Copy config-template.yml to config.yml and edit this user-facing configuration file to match your particular deployment.

Important

name_prefix should be 4-7 characters and is the "primary key" for the deployment.

name_prefix:       "{{ mandatory }}"                # Unique identifier for the deployment                 
infra_region:      "us-east-2"
domain:            "{{ name_prefix }}.cldr.example" # The deployment subdomain
realm:             "CLDR.DEPLOYMENT"                # The Kerberos realm
common_password:   "Example776"                     # For external services
admin_password:    "Example776"                     # For Cloudera-related services
deployment_tags:
  deployment:   "{{ name_prefix }}"
  deploy-tool:  cloudera-deploy

Execution

All-in-One

You can run all of the following steps at once, if you wish:

ansible-navigator run \
    pre_setup.yml \
    external_setup.yml \
    internal_setup.yml \
    base_setup.yml \
    summary.yml \
    -e @definition.yml \
    -e @config.yml

Pre-setup Playbook

This definition-specific playbook includes tasks such as:

  • Instructure provisioning
  • FreeIPA DNS and KRB services provisioning

Run the following command

ansible-navigator run pre_setup.yml \
    -e @definition.yml \
    -e @config.yml

Once the pre-setup playbook completes confirm that:

  • You can connect to each node via the inventory - see Confirm SSH Connectivity for help. You can also run ansible-navigator run validate_dns_lookups.yml to check connectivity and DNS.
  • Connect to FreeIPA UI and login with the IPA_USER and IPA_PASSWORD credentials in the configuration file. See Cluster Access for details.

Platform Playbooks

These playbooks configure and deploy PVC Base. They use the infrastructure provisioned.

Tasks include:

  • System/host configuration
  • Cloudera Manager server and agent installation and configuration
  • Cluster template imports

Run the following:

# Run the 'external' system configuration
ansible-navigator run external_setup.yml \
    -e @definition.yml \
    -e @config.yml
# Run the 'internal' Cloudera installations and configurations
ansible-navigator run internal_setup.yml \
    -e @definition.yml \
    -e @config.yml
# Run the Cloudera cluster configuration and imports
ansible-navigator run base_setup.yml \
    -e @definition.yml \
    -e @config.yml
# Produce a deployment summary and retrieve the FreeIPA CA certificate
ansible-navigator run summary.yml \
    -e @definition.yml \
    -e @config.yml

Cluster Access

Once the cluster is up, you can access all of the UIs within, including the FreeIPA sidecar, via a SSH tunnel:

ssh -D 8157 -q -C -N ec2-user@<IP address of jump host>

Use a SOCKS5 proxy switcher in your browser (an example is the SwitchyOmega browser extension).

In the SOCKS5 proxy configuration, set Protocol to SOCKS5, Server to localhost, and Port to 8157. Ensure the SOCKS5 proxy is active when clicking on the CDP UI that you wish to access.

Caution

You will get a SSL warning for the self-signed certificate; this is expected given this particular definition as the local FreeIPA server has no upstream certificates.

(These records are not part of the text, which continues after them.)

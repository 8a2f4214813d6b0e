use std::collections::HashMap;

use super::super::domain::{MetricId, PillarId, TopicId};
use super::overlay::MergedAnswer;
use super::{MaturityCalculator, WeightedScore};

#[derive(Debug, Clone, PartialEq)]
pub struct MetricRollup {
    pub id: MetricId,
    pub name: String,
    pub level: u8,
    pub weight: f64,
    pub score: f64,
    pub hypothetical: bool,
}

#[derive(Debug, Clone, PartialEq)]
pub struct TopicRollup {
    pub id: TopicId,
    pub name: String,
    pub weight: f64,
    pub score: f64,
    pub metrics: Vec<MetricRollup>,
}

#[derive(Debug, Clone, PartialEq)]
pub struct PillarRollup {
    pub id: PillarId,
    pub name: String,
    pub weight: f64,
    pub score: f64,
    pub topics: Vec<TopicRollup>,
}

/// Answers grouped into the pillar -> topic -> metric tree with unrounded scores at each level.
///
/// Groups appear in the order their first answer was seen. Topics with no answers never
/// enter the tree, so they are excluded from their pillar's mean rather than counted as 0.0.
#[derive(Debug, Clone, Default, PartialEq)]
pub struct ScoreRollup {
    pub pillars: Vec<PillarRollup>,
}

impl ScoreRollup {
    pub fn from_answers(answers: &[MergedAnswer]) -> Self {
        let mut pillars: Vec<PillarRollup> = Vec::new();
        let mut pillar_index: HashMap<PillarId, usize> = HashMap::new();
        let mut topic_index: HashMap<(PillarId, TopicId), usize> = HashMap::new();

        for merged in answers {
            let row = &merged.answer;

            let p = *pillar_index.entry(row.pillar_id.clone()).or_insert_with(|| {
                pillars.push(PillarRollup {
                    id: row.pillar_id.clone(),
                    name: row.pillar_name.clone(),
                    weight: row.pillar_weight,
                    score: 0.0,
                    topics: Vec::new(),
                });
                pillars.len() - 1
            });

            let topics = &mut pillars[p].topics;
            let t = *topic_index
                .entry((row.pillar_id.clone(), row.topic_id.clone()))
                .or_insert_with(|| {
                    topics.push(TopicRollup {
                        id: row.topic_id.clone(),
                        name: row.topic_name.clone(),
                        weight: row.topic_weight,
                        score: 0.0,
                        metrics: Vec::new(),
                    });
                    topics.len() - 1
                });

            topics[t].metrics.push(MetricRollup {
                id: row.metric_id.clone(),
                name: row.metric_name.clone(),
                level: row.metric_level,
                weight: row.metric_weight,
                score: MaturityCalculator::metric_score(row),
                hypothetical: merged.hypothetical,
            });
        }

        for pillar in &mut pillars {
            for topic in &mut pillar.topics {
                let scores: Vec<f64> = topic.metrics.iter().map(|metric| metric.score).collect();
                topic.score = MaturityCalculator::topic_score(&scores);
            }

            let weighted: Vec<WeightedScore> = pillar
                .topics
                .iter()
                .map(|topic| WeightedScore::new(topic.score, topic.weight))
                .collect();
            pillar.score = MaturityCalculator::pillar_score(&weighted);
        }

        Self { pillars }
    }

    /// Overall score from unrounded pillar scores.
    pub fn overall_score(&self) -> f64 {
        let weighted: Vec<WeightedScore> = self
            .pillars
            .iter()
            .map(|pillar| WeightedScore::new(pillar.score, pillar.weight))
            .collect();
        MaturityCalculator::overall_score(&weighted)
    }

    pub fn is_empty(&self) -> bool {
        self.pillars.is_empty()
    }

    pub fn topics(&self) -> impl Iterator<Item = (&PillarRollup, &TopicRollup)> {
        self.pillars
            .iter()
            .flat_map(|pillar| pillar.topics.iter().map(move |topic| (pillar, topic)))
    }
}

#[cfg(test)]
mod tests {
    use super::*;
    use crate::assessment::domain::AnsweredMetric;

    fn answer(pillar: (&str, f64), topic: (&str, f64), metric: &str, value: f64) -> MergedAnswer {
        MergedAnswer::persisted(AnsweredMetric {
            metric_id: MetricId::from(metric),
            value,
            metric_name: metric.to_uppercase(),
            metric_level: 2,
            metric_weight: 1.0,
            topic_id: TopicId::from(topic.0),
            topic_name: format!("Topic {}", topic.0),
            topic_weight: topic.1,
            pillar_id: PillarId::from(pillar.0),
            pillar_name: format!("Pillar {}", pillar.0),
            pillar_weight: pillar.1,
        })
    }

    #[test]
    fn groups_preserve_first_seen_order() {
        let rollup = ScoreRollup::from_answers(&[
            answer(("p2", 1.0), ("t3", 1.0), "m1", 3.0),
            answer(("p1", 1.0), ("t1", 1.0), "m2", 2.0),
            answer(("p2", 1.0), ("t2", 1.0), "m3", 4.0),
        ]);

        let pillar_ids: Vec<&str> = rollup.pillars.iter().map(|p| p.id.as_str()).collect();
        assert_eq!(pillar_ids, vec!["p2", "p1"]);
        let topic_ids: Vec<&str> = rollup.topics().map(|(_, t)| t.id.as_str()).collect();
        assert_eq!(topic_ids, vec!["t3", "t2", "t1"]);
    }

    #[test]
    fn pillar_uses_weighted_topic_mean() {
        let rollup = ScoreRollup::from_answers(&[
            answer(("p1", 1.0), ("strong", 2.0), "m1", 4.0),
            answer(("p1", 1.0), ("weak", 1.0), "m2", 2.0),
        ]);

        let pillar = &rollup.pillars[0];
        assert!((pillar.score - 10.0 / 3.0).abs() < 1e-9);
        assert!((rollup.overall_score() - 10.0 / 3.0).abs() < 1e-9);
    }

    #[test]
    fn topic_uses_unweighted_metric_mean() {
        let rollup = ScoreRollup::from_answers(&[
            answer(("p1", 1.0), ("t1", 1.0), "m1", 1.0),
            answer(("p1", 1.0), ("t1", 1.0), "m2", 4.0),
        ]);
        assert_eq!(rollup.pillars[0].topics[0].score, 2.5);
        assert_eq!(rollup.pillars[0].topics[0].metrics.len(), 2);
    }

    #[test]
    fn zero_weight_pillars_do_not_divide_by_zero() {
        let rollup = ScoreRollup::from_answers(&[
            answer(("p1", 0.0), ("t1", 0.0), "m1", 4.0),
            answer(("p2", 0.0), ("t2", 1.0), "m2", 3.0),
        ]);

        assert_eq!(rollup.pillars[0].score, 0.0);
        assert_eq!(rollup.pillars[1].score, 3.0);
        assert_eq!(rollup.overall_score(), 0.0);
    }

    #[test]
    fn out_of_range_values_pass_through() {
        let rollup = ScoreRollup::from_answers(&[answer(("p1", 1.0), ("t1", 1.0), "m1", 7.5)]);
        assert_eq!(rollup.pillars[0].topics[0].metrics[0].score, 7.5);
        assert_eq!(rollup.overall_score(), 7.5);
    }

    #[test]
    fn empty_answers_produce_empty_tree() {
        let rollup = ScoreRollup::from_answers(&[]);
        assert!(rollup.is_empty());
        assert_eq!(rollup.overall_score(), 0.0);
    }
}
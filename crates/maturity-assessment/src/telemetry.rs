use crate::config::TelemetryConfig;
use std::fmt;
use tracing_subscriber::filter::ParseError;
use tracing_subscriber::EnvFilter;

/// Where log lines go; CLI reports keep stdout for their own output.
#[derive(Debug, Clone, Copy, PartialEq, Eq)]
pub enum LogSink {
    Stdout,
    Stderr,
}

#[derive(Debug)]
pub enum TelemetryError {
    EnvFilter { value: String, source: ParseError },
    Subscriber(Box<dyn std::error::Error + Send + Sync>),
}

impl fmt::Display for TelemetryError {
    fn fmt(&self, f: &mut fmt::Formatter<'_>) -> fmt::Result {
        match self {
            TelemetryError::EnvFilter { value, .. } => {
                write!(f, "invalid log level/filter '{value}'")
            }
            TelemetryError::Subscriber(err) => write!(f, "could not install subscriber: {err}"),
        }
    }
}

impl std::error::Error for TelemetryError {
    fn source(&self) -> Option<&(dyn std::error::Error + 'static)> {
        match self {
            TelemetryError::EnvFilter { source, .. } => Some(source),
            TelemetryError::Subscriber(err) => Some(&**err),
        }
    }
}

/// `RUST_LOG` wins over the configured level when both are present.
fn env_filter(config: &TelemetryConfig) -> Result<EnvFilter, TelemetryError> {
    match EnvFilter::try_from_default_env() {
        Ok(filter) => Ok(filter),
        Err(_) => EnvFilter::try_new(&config.log_level).map_err(|source| {
            TelemetryError::EnvFilter {
                value: config.log_level.clone(),
                source,
            }
        }),
    }
}

pub fn init(config: &TelemetryConfig, sink: LogSink) -> Result<(), TelemetryError> {
    let builder = tracing_subscriber::fmt()
        .with_env_filter(env_filter(config)?)
        .with_target(false)
        .compact()
        .with_ansi(false);

    match sink {
        LogSink::Stdout => builder.try_init(),
        LogSink::Stderr => builder.with_writer(std::io::stderr).try_init(),
    }
    .map_err(TelemetryError::Subscriber)
}
use crate::assessment::{AnswerImportError, LoaderError, ServiceError};
use crate::config::ConfigError;
use crate::telemetry::TelemetryError;
use axum::http::StatusCode;
use axum::response::{IntoResponse, Response};
use axum::Json;
use serde_json::json;
use std::fmt;

#[derive(Debug)]
pub enum AppError {
    Config(ConfigError),
    Telemetry(TelemetryError),
    Io(std::io::Error),
    Server(axum::Error),
    Dataset(LoaderError),
    Import(AnswerImportError),
    Assessment(ServiceError),
    Render(serde_json::Error),
}

impl fmt::Display for AppError {
    fn fmt(&self, f: &mut fmt::Formatter<'_>) -> fmt::Result {
        match self {
            AppError::Config(err) => write!(f, "configuration error: {}", err),
            AppError::Telemetry(err) => write!(f, "telemetry error: {}", err),
            AppError::Io(err) => write!(f, "io error: {}", err),
            AppError::Server(err) => write!(f, "server error: {}", err),
            AppError::Dataset(err) => write!(f, "dataset error: {}", err),
            AppError::Import(err) => write!(f, "import error: {}", err),
            AppError::Assessment(err) => write!(f, "assessment error: {}", err),
            AppError::Render(err) => write!(f, "render error: {}", err),
        }
    }
}

impl std::error::Error for AppError {
    fn source(&self) -> Option<&(dyn std::error::Error + 'static)> {
        match self {
            AppError::Config(err) => Some(err),
            AppError::Telemetry(err) => Some(err),
            AppError::Io(err) => Some(err),
            AppError::Server(err) => Some(err),
            AppError::Dataset(err) => Some(err),
            AppError::Import(err) => Some(err),
            AppError::Assessment(err) => Some(err),
            AppError::Render(err) => Some(err),
        }
    }
}

impl IntoResponse for AppError {
    fn into_response(self) -> Response {
        let status = match self {
            AppError::Assessment(err) => return err.into_response(),
            AppError::Import(_) => StatusCode::BAD_REQUEST,
            AppError::Dataset(_) => StatusCode::SERVICE_UNAVAILABLE,
            AppError::Config(_)
            | AppError::Telemetry(_)
            | AppError::Io(_)
            | AppError::Server(_)
            | AppError::Render(_) => StatusCode::INTERNAL_SERVER_ERROR,
        };

        let body = Json(json!({ "error": self.to_string() }));
        (status, body).into_response()
    }
}

impl From<ConfigError> for AppError {
    fn from(value: ConfigError) -> Self {
        Self::Config(value)
    }
}

impl From<TelemetryError> for AppError {
    fn from(value: TelemetryError) -> Self {
        Self::Telemetry(value)
    }
}

impl From<std::io::Error> for AppError {
    fn from(value: std::io::Error) -> Self {
        Self::Io(value)
    }
}

impl From<axum::Error> for AppError {
    fn from(value: axum::Error) -> Self {
        Self::Server(value)
    }
}

impl From<LoaderError> for AppError {
    fn from(value: LoaderError) -> Self {
        Self::Dataset(value)
    }
}

impl From<AnswerImportError> for AppError {
    fn from(value: AnswerImportError) -> Self {
        Self::Import(value)
    }
}

impl From<ServiceError> for AppError {
    fn from(value: ServiceError) -> Self {
        Self::Assessment(value)
    }
}

impl From<serde_json::Error> for AppError {
    fn from(value: serde_json::Error) -> Self {
        Self::Render(value)
    }
}
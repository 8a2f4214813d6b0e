use chrono::{DateTime, Utc};
use serde::{Deserialize, Serialize};

use super::domain::{
    AssessmentSession, AssessmentTarget, Metric, MetricId, Organization, Pillar, PillarId,
    PillarProgressRow, PillarRef, RecentAnswer, SessionId, Topic, TopicId,
};
use super::scoring::{
    completion_percentage, round_to, MaturityLevel, ProgressStatistics, ScoreRollup,
    ALGORITHM_VERSION,
};

#[derive(Debug, Clone, PartialEq, Serialize, Deserialize)]
pub struct PillarScore {
    pub id: PillarId,
    pub name: String,
    pub score: f64,
    pub weight: f64,
    pub topic_count: usize,
}

#[derive(Debug, Clone, PartialEq, Serialize, Deserialize)]
pub struct TopicScore {
    pub id: TopicId,
    pub pillar_id: PillarId,
    pub name: String,
    pub score: f64,
    pub weight: f64,
    pub metric_count: usize,
}

#[derive(Debug, Clone, PartialEq, Serialize, Deserialize)]
pub struct MetricScore {
    pub id: MetricId,
    pub name: String,
    pub level: u8,
    pub weight: f64,
    pub score: f64,
    pub hypothetical: bool,
}

/// Result of one score calculation. Rollup scores are rounded to two decimals.
#[derive(Debug, Clone, PartialEq, Serialize, Deserialize)]
pub struct ScoreReport {
    pub session_id: SessionId,
    pub overall_score: f64,
    pub maturity_level: MaturityLevel,
    pub pillar_scores: Vec<PillarScore>,
    pub topic_scores: Vec<TopicScore>,
    pub metric_scores: Vec<MetricScore>,
    pub statistics: ProgressStatistics,
    pub applied_overrides: usize,
    pub algorithm_version: String,
}

impl ScoreReport {
    /// All-zero report for a session without answers.
    pub fn empty(session_id: SessionId, statistics: ProgressStatistics) -> Self {
        Self {
            session_id,
            overall_score: 0.0,
            maturity_level: MaturityLevel::Initial,
            pillar_scores: Vec::new(),
            topic_scores: Vec::new(),
            metric_scores: Vec::new(),
            statistics,
            applied_overrides: 0,
            algorithm_version: ALGORITHM_VERSION.to_string(),
        }
    }

    /// Flattens a rollup into display rows.
    ///
    /// The level is classified from the unrounded overall score; only the reported
    /// numbers are rounded.
    pub fn from_rollup(
        session_id: SessionId,
        rollup: &ScoreRollup,
        statistics: ProgressStatistics,
        applied_overrides: usize,
    ) -> Self {
        let overall = rollup.overall_score();

        let pillar_scores = rollup
            .pillars
            .iter()
            .map(|pillar| PillarScore {
                id: pillar.id.clone(),
                name: pillar.name.clone(),
                score: round_to(pillar.score, 2),
                weight: pillar.weight,
                topic_count: pillar.topics.len(),
            })
            .collect();

        let topic_scores = rollup
            .topics()
            .map(|(pillar, topic)| TopicScore {
                id: topic.id.clone(),
                pillar_id: pillar.id.clone(),
                name: topic.name.clone(),
                score: round_to(topic.score, 2),
                weight: topic.weight,
                metric_count: topic.metrics.len(),
            })
            .collect();

        let metric_scores = rollup
            .topics()
            .flat_map(|(_, topic)| topic.metrics.iter())
            .map(|metric| MetricScore {
                id: metric.id.clone(),
                name: metric.name.clone(),
                level: metric.level,
                weight: metric.weight,
                score: metric.score,
                hypothetical: metric.hypothetical,
            })
            .collect();

        Self {
            session_id,
            overall_score: round_to(overall, 2),
            maturity_level: MaturityLevel::classify(overall),
            pillar_scores,
            topic_scores,
            metric_scores,
            statistics,
            applied_overrides,
            algorithm_version: ALGORITHM_VERSION.to_string(),
        }
    }
}

#[derive(Debug, Clone, PartialEq, Serialize, Deserialize)]
pub struct SessionProgress {
    #[serde(flatten)]
    pub statistics: ProgressStatistics,
    pub first_answer_at: Option<DateTime<Utc>>,
    pub last_answer_at: Option<DateTime<Utc>>,
}

#[derive(Debug, Clone, PartialEq, Serialize, Deserialize)]
pub struct PillarProgress {
    pub pillar_id: PillarId,
    pub pillar_name: String,
    pub answered: usize,
    pub total: usize,
    pub completion_percentage: f64,
}

impl From<PillarProgressRow> for PillarProgress {
    fn from(row: PillarProgressRow) -> Self {
        Self {
            completion_percentage: completion_percentage(row.answered, row.total),
            pillar_id: row.pillar_id,
            pillar_name: row.pillar_name,
            answered: row.answered,
            total: row.total,
        }
    }
}

/// Everything a caller needs to orient itself within a session.
#[derive(Debug, Clone, PartialEq, Serialize, Deserialize)]
pub struct SessionContext {
    pub session: AssessmentSession,
    pub target: AssessmentTarget,
    pub current_pillar: Option<PillarRef>,
    pub organization: Option<Organization>,
    pub progress: SessionProgress,
    pub recent_activity: Vec<RecentAnswer>,
    pub pillar_progress: Vec<PillarProgress>,
}

#[derive(Debug, Clone, PartialEq, Eq, Serialize, Deserialize)]
pub struct MetricGuidance {
    pub recommendation: String,
}

impl MetricGuidance {
    pub fn for_level(level: u8) -> Self {
        Self {
            recommendation: format!("Focus on Level {level} requirements"),
        }
    }
}

#[derive(Debug, Clone, PartialEq, Serialize, Deserialize)]
pub struct MetricDetail {
    pub metric: Metric,
    pub topic: Topic,
    pub pillar: Pillar,
    pub guidance: MetricGuidance,
}
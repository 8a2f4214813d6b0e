pub(crate) mod common;
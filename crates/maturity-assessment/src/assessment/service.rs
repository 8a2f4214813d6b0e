use std::fmt;
use std::sync::Arc;

use serde::Serialize;
use tracing::{debug, info, warn};

use super::domain::{HypotheticalOverride, MetricId, SessionId};
use super::loader::{HierarchyLoader, LoaderError};
use super::scoring::{ProgressStatistics, ScoreRollup, WhatIfOverlay};
use super::views::{
    MetricDetail, MetricGuidance, PillarProgress, ScoreReport, SessionContext, SessionProgress,
};

pub const DEFAULT_RECENT_ACTIVITY_LIMIT: usize = 5;

/// Entry point for score calculation, session context, and metric lookups.
///
/// Holds no mutable state; every call reads a fresh snapshot through the loader.
pub struct AssessmentService<L> {
    loader: Arc<L>,
    recent_activity_limit: usize,
}

impl<L> AssessmentService<L>
where
    L: HierarchyLoader + 'static,
{
    pub fn new(loader: Arc<L>) -> Self {
        Self {
            loader,
            recent_activity_limit: DEFAULT_RECENT_ACTIVITY_LIMIT,
        }
    }

    pub fn with_recent_activity_limit(mut self, limit: usize) -> Self {
        self.recent_activity_limit = limit;
        self
    }

    /// Scores a session, optionally with what-if overrides applied on top of stored answers.
    ///
    /// Statistics always describe stored completion; overrides only affect scores.
    pub fn calculate_scores(
        &self,
        session_id: &SessionId,
        overrides: &[HypotheticalOverride],
    ) -> Result<ScoreReport, ServiceError> {
        require_session_id(session_id)?;
        for candidate in overrides {
            if candidate.metric_id.is_blank() {
                return Err(ServiceError::MissingRequiredInput { field: "metric_id" });
            }
            if !candidate.value.is_finite() {
                return Err(ServiceError::InvalidOverride {
                    metric_id: candidate.metric_id.clone(),
                });
            }
        }

        if self.loader.fetch_session_context(session_id)?.is_none() {
            return Err(ServiceError::not_found(EntityKind::Session, session_id.as_str()));
        }

        let stored = self.loader.fetch_answered_metrics(session_id)?;
        let total = self.loader.count_active_metrics()?;
        let statistics = ProgressStatistics::compute(total, stored.len());
        debug!(
            session_id = %session_id,
            answered = stored.len(),
            total,
            overrides = overrides.len(),
            "loaded assessment answers"
        );

        let overlay = WhatIfOverlay::new(overrides.iter().cloned());
        let mut placements = Vec::new();
        for metric_id in overlay.unanswered(&stored) {
            let placement = self
                .loader
                .fetch_metric(metric_id)?
                .ok_or_else(|| ServiceError::not_found(EntityKind::Metric, metric_id.as_str()))?;
            placements.push(placement.answer_with(0.0));
        }
        let merged = overlay.apply(&stored, &placements);

        if merged.is_empty() {
            info!(session_id = %session_id, "no answers recorded; returning empty score report");
            return Ok(ScoreReport::empty(session_id.clone(), statistics));
        }

        let rollup = ScoreRollup::from_answers(&merged);
        let report =
            ScoreReport::from_rollup(session_id.clone(), &rollup, statistics, overlay.len());

        info!(
            session_id = %session_id,
            overall_score = report.overall_score,
            maturity_level = report.maturity_level.label(),
            what_if = !overlay.is_empty(),
            "calculated maturity scores"
        );
        Ok(report)
    }

    /// Session, target, progress, and recent activity for a session.
    ///
    /// The recent-activity and pillar-progress listings degrade to empty lists when the
    /// loader fails on them.
    pub fn session_context(&self, session_id: &SessionId) -> Result<SessionContext, ServiceError> {
        require_session_id(session_id)?;

        let record = self
            .loader
            .fetch_session_context(session_id)?
            .ok_or_else(|| ServiceError::not_found(EntityKind::Session, session_id.as_str()))?;

        let span = self.loader.fetch_answer_span(session_id)?;
        let total = self.loader.count_active_metrics()?;
        let progress = SessionProgress {
            statistics: ProgressStatistics::compute(total, span.answered),
            first_answer_at: span.first_answer_at,
            last_answer_at: span.last_answer_at,
        };

        let recent_activity = self
            .loader
            .fetch_recent_answers(session_id, self.recent_activity_limit)
            .unwrap_or_else(|err| {
                warn!(session_id = %session_id, error = %err, "recent activity unavailable");
                Vec::new()
            });

        let pillar_progress = self
            .loader
            .fetch_pillar_progress(session_id)
            .map(|rows| rows.into_iter().map(PillarProgress::from).collect())
            .unwrap_or_else(|err| {
                warn!(session_id = %session_id, error = %err, "pillar progress unavailable");
                Vec::new()
            });

        debug!(
            session_id = %session_id,
            completion = progress.statistics.completion_percentage,
            "assembled session context"
        );

        Ok(SessionContext {
            session: record.session,
            target: record.target,
            current_pillar: record.current_pillar,
            organization: record.organization,
            progress,
            recent_activity,
            pillar_progress,
        })
    }

    pub fn metric_details(&self, metric_id: &MetricId) -> Result<MetricDetail, ServiceError> {
        if metric_id.is_blank() {
            return Err(ServiceError::MissingRequiredInput { field: "metric_id" });
        }

        let placement = self
            .loader
            .fetch_metric(metric_id)?
            .ok_or_else(|| ServiceError::not_found(EntityKind::Metric, metric_id.as_str()))?;

        Ok(MetricDetail {
            guidance: MetricGuidance::for_level(placement.metric.level),
            metric: placement.metric,
            topic: placement.topic,
            pillar: placement.pillar,
        })
    }
}

fn require_session_id(session_id: &SessionId) -> Result<(), ServiceError> {
    if session_id.is_blank() {
        return Err(ServiceError::MissingRequiredInput {
            field: "session_id",
        });
    }
    Ok(())
}

#[derive(Debug, Clone, Copy, PartialEq, Eq, Serialize)]
#[serde(rename_all = "snake_case")]
pub enum EntityKind {
    Session,
    Metric,
}

impl EntityKind {
    /// Response field that echoes the requested identifier.
    pub const fn id_field(self) -> &'static str {
        match self {
            Self::Session => "session_id",
            Self::Metric => "metric_id",
        }
    }
}

impl fmt::Display for EntityKind {
    fn fmt(&self, f: &mut fmt::Formatter<'_>) -> fmt::Result {
        match self {
            Self::Session => f.write_str("assessment session"),
            Self::Metric => f.write_str("metric"),
        }
    }
}

/// Error raised by the assessment service.
#[derive(Debug, Clone, PartialEq, thiserror::Error)]
pub enum ServiceError {
    #[error("{field} parameter is required")]
    MissingRequiredInput { field: &'static str },
    #[error("{entity} not found: {id}")]
    NotFound { entity: EntityKind, id: String },
    #[error("hypothetical value for metric {metric_id} must be a finite number")]
    InvalidOverride { metric_id: MetricId },
    #[error(transparent)]
    UpstreamDataUnavailable(#[from] LoaderError),
}

impl ServiceError {
    fn not_found(entity: EntityKind, id: &str) -> Self {
        Self::NotFound {
            entity,
            id: id.to_string(),
        }
    }

    pub fn code(&self) -> &'static str {
        match self {
            Self::MissingRequiredInput { .. } => "MISSING_REQUIRED_INPUT",
            Self::NotFound { .. } => "NOT_FOUND",
            Self::InvalidOverride { .. } => "INVALID_OVERRIDE",
            Self::UpstreamDataUnavailable(_) => "UPSTREAM_DATA_UNAVAILABLE",
        }
    }
}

However, you can install this CA certificate to remove this notification.

In addition, you can log into the jump host via SSH and get to any of the servers within the cluster. Remember to forward your SSH key!

ssh -A -C -o StrictHostKeyChecking=no -o UserKnownHostsFile=/dev/null ec2-user@<IP address of jump host>

Note

The above assume you are using the default AMI image set in the Terraform configuration. If not, adjust the SSH user appropriately.

Teardown

Run the following:

ansible-navigator run pre_teardown.yml \
    -e @definition.yml \
    -e @config.yml

You can also run the direct Terraform command:

ansible-navigator exec -- terraform -chdir=tf_proxied_cluster destroy -auto-approve

Troubleshooting

Confirm SSH Connectivity

Run the following:

ansible-navigator exec -- ansible -m ansible.builtin.ping -i inventory.yml all

This will check to see if the inventory file is well constructed and the hosts are available via SSH.